La productrice de cinéma canadienne Nancy Grant l’a convaincue de lancer sa propre ligne et lui a proposé de devenir sa partenaire financière dans cette aventure. « Elle a découvert d’autres talents avant moi ! Le plus grand, c’est le cinéaste Xavier Dolan. » Elle a aussi la chance d’être soutenue par un diamantaire anversois.

La jeune femme a dû tout apprendre en peu de temps : les réseaux professionnels, la production, la vente. « Je viens du bijou de mode où j’ai eu la chance de travailler avec beaucoup de matières différentes, réinventer des volumes, explique-t-elle. En haute joaillerie, il y a moins de place pour l’essai : la moindre erreur coûte en grammes d’or. On ne reprend pas beaucoup son travail : on ne peut qu’aller de l’avant. On doit apporter des dessins très précis aux ateliers car on sait que le résultat sera exactement ce que l’on a présenté. La démarche créative est très différente, mais du fait que je me suis beaucoup entraînée dans ma précédente expérience, cela m’aide à oser en haute joaillerie des volumes, des formes, des portés pas du tout classiques. »

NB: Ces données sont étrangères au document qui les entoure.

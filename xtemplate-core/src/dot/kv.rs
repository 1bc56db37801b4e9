//! `key-value` dot provider: an immutable string map shared by every request
//! against one instance, accessed via `Value(key)`.

use std::collections::BTreeMap;
use std::sync::Arc;

use futures_util::future::BoxFuture;
use minijinja::value::{Object, Value};
use minijinja::{Error, ErrorKind, State};

use super::{DotProvider, ProviderContext, ProviderError};
use crate::config::ConfigMap;

pub struct KvProviderFactory;

pub struct KvProvider {
    map: Arc<BTreeMap<String, String>>,
}

impl KvProvider {
    /// Builds the map from the provider's settings: every setting key whose
    /// value is a string becomes an entry. There is no separate `data` or
    /// `file` key — the settings map *is* the data, since this crate never
    /// parses configuration from a file.
    pub fn from_settings(_field: &str, settings: &ConfigMap) -> Result<Self, crate::error::ConfigError> {
        let mut map = BTreeMap::new();
        for key in settings.keys() {
            if let Some(value) = settings.get::<String>(key) {
                map.insert(key.to_string(), value);
            }
        }
        Ok(Self { map: Arc::new(map) })
    }
}

impl DotProvider for KvProvider {
    fn value<'a>(&'a self, _ctx: &'a ProviderContext<'a>) -> BoxFuture<'a, Result<Value, ProviderError>> {
        let map = self.map.clone();
        Box::pin(async move { Ok(Value::from_object(KvView { map })) })
    }
}

#[derive(Debug)]
struct KvView {
    map: Arc<BTreeMap<String, String>>,
}

impl Object for KvView {
    fn call_method(
        self: &Arc<Self>,
        _state: &State,
        method: &str,
        args: &[Value],
    ) -> Result<Value, Error> {
        match method {
            "Value" => {
                let key = args
                    .first()
                    .and_then(|v| v.as_str())
                    .ok_or_else(|| Error::new(ErrorKind::MissingArgument, "Value: missing key"))?;
                Ok(self.map.get(key).cloned().map(Value::from).unwrap_or(Value::UNDEFINED))
            }
            other => Err(Error::new(ErrorKind::UnknownMethod, format!("kv has no method {other:?}"))),
        }
    }
}

impl crate::dot::DotProviderFactory for KvProviderFactory {
    fn build(&self, field_name: &str, settings: &ConfigMap) -> Result<Arc<dyn DotProvider>, crate::error::BuildError> {
        Ok(Arc::new(KvProvider::from_settings(field_name, settings)?))
    }
}

#[cfg(test)]
mod tests {
    use super::*;

    #[test]
    fn value_returns_undefined_for_unknown_key() {
        let mut settings = ConfigMap::new();
        settings.insert("greeting", "hello");
        let provider = KvProvider::from_settings("kv", &settings).unwrap();
        let view = KvView { map: provider.map.clone() };
        assert_eq!(view.map.get("greeting").map(String::as_str), Some("hello"));
        assert!(view.map.get("missing").is_none());
    }
}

Le collier Barbara par exemple. Malgré ses 700 grammes et sa centaine de carats de diamants, ce collier aux ailes d’ange est facile à porter car son poids est réparti sur le tour du cou et la naissance des épaules. Quant à ses boucles d’oreilles qui coulent comme des franges précieuses, sa pièce signature, elles viennent s’accrocher derrière l’oreille et un clip les maintient à l’avant, tandis que les franges d’or et de diamants viennent se loger dans le cou. Comme on ne discerne pas le fermoir, elles donnent l’illusion qu’une petite pluie précieuse vient s’écouler sur la peau.

Pour sa première collection, Tatiana Verstraeten s’est concentrée sur le diamant. « La taille des pierres n’était pas importante: ce que je voulais c’est traduire une envie, proposer mon style, faire quelque chose de nouveau.» Le collier Vienne, qui est mis en vente par Sotheby’s New York du 3 au 24 mai, évoque l’Art Nouveau, les pièces de Lalique, mais avec un esprit d’aujourd’hui. Il est formé d’une ronde de papillons qui pourraient tout aussi bien être des fleurs, comme arrêtés dans leur vol. Les ailes sont peintes à l’émail à froid. « J’ai appris la technique et je les ai peints moi-même, comme ça je peux en maîtriser complètement la couleur. Je pars d’un émail transparent auquel j’ajoute des pigments nude ou perle, en variant un peu à chaque fois pour leur donner une vie. » Le collier comporte 7000 diamants sertis et des pierres de lune de taille diamant viennent donner un aspect aquatique au pavage.

«On ne porte plus de haute joaillerie dans la rue, en tout cas pas à Paris, dit-elle. C’est le cinéma qui a fait une place à ces moments de parure. Et je suis heureuse d’avoir Nancy Grant à mes côtés afin de pouvoir dessiner des pièces qui seront portées par des artistes. Dans les grands dîners de la haute société, on voyait très bien les bagues de ses voisines, mais sur le tapis rouge, tout est loin. On regarde avant tout le visage: c’est là que naît une expression, qu’une femme peut montrer sa force, et je voulais encadrer son visage plus que ses mains. »

Tatiana Verstraeten crée des pièces hollywoodiennes, immenses, merveilleuses, tout en souhaitant très fort ni choquer, ni déranger. Elle espère que ses bijoux seront à la fois remarqués, mais sans extravagance. C’est étrange ce souci de vouloir à la fois entrer en pleine lumière, mais discrètement, comme si l’on pouvait briller dans l’ombre…

GemGenève, du 9 au 12 mai, Palexpo, Genève.